• **What you will do**
Which lines of the entries below include "Clone"? List them all.

========================

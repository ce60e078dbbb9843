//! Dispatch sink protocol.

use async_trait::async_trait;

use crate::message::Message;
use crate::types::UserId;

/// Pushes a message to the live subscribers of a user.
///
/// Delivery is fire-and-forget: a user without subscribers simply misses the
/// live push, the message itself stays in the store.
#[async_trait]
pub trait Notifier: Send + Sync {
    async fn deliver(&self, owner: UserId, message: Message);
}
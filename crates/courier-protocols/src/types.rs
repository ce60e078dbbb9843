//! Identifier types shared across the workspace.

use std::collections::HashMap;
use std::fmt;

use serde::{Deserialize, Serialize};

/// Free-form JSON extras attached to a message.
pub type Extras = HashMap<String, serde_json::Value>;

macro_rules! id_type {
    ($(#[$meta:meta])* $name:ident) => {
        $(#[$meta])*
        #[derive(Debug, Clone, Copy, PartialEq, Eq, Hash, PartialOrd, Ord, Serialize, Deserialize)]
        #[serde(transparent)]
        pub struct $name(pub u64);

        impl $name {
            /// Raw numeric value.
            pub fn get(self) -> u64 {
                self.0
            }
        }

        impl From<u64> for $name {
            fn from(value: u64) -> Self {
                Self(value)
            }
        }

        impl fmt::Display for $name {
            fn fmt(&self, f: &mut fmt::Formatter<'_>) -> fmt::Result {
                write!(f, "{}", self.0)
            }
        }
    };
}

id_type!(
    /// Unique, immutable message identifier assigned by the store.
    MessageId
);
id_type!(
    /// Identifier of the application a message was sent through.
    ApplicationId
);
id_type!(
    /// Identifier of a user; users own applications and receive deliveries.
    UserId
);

========================

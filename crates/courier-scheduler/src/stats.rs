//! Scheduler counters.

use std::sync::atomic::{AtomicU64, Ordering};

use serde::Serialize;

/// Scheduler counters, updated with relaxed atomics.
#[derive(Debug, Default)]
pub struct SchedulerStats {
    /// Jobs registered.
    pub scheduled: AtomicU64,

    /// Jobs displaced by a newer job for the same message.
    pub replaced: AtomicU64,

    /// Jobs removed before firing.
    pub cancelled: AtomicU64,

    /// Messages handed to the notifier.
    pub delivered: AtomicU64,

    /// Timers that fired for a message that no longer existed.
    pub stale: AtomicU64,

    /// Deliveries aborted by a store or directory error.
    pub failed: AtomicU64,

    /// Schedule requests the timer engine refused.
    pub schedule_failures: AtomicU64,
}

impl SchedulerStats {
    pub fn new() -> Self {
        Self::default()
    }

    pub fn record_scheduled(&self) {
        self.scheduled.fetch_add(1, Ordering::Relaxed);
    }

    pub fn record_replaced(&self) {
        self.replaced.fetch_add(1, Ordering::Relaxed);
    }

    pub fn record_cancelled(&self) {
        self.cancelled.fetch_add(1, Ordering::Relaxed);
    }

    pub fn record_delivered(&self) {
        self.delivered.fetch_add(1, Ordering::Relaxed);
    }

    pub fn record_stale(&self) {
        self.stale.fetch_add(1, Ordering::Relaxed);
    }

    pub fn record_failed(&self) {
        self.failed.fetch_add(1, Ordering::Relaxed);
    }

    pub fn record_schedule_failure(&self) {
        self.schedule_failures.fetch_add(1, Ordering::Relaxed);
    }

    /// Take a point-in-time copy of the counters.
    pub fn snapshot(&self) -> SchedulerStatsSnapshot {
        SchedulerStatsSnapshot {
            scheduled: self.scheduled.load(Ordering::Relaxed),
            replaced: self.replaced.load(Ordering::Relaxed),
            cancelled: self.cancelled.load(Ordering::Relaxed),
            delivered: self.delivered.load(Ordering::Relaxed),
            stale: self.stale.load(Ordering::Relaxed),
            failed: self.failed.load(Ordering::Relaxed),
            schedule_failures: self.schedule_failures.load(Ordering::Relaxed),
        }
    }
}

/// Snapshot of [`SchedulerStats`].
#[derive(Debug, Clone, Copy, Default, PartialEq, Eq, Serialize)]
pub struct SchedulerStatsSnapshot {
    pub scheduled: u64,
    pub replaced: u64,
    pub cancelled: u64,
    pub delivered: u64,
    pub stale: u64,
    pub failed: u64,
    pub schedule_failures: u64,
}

========================

• **Task answer**
        #[derive(Debug, Clone, Copy, PartialEq, Eq, Hash, PartialOrd, Ord, Serialize, Deserialize)]
#[derive(Debug, Clone, Copy, Default, PartialEq, Eq, Serialize)]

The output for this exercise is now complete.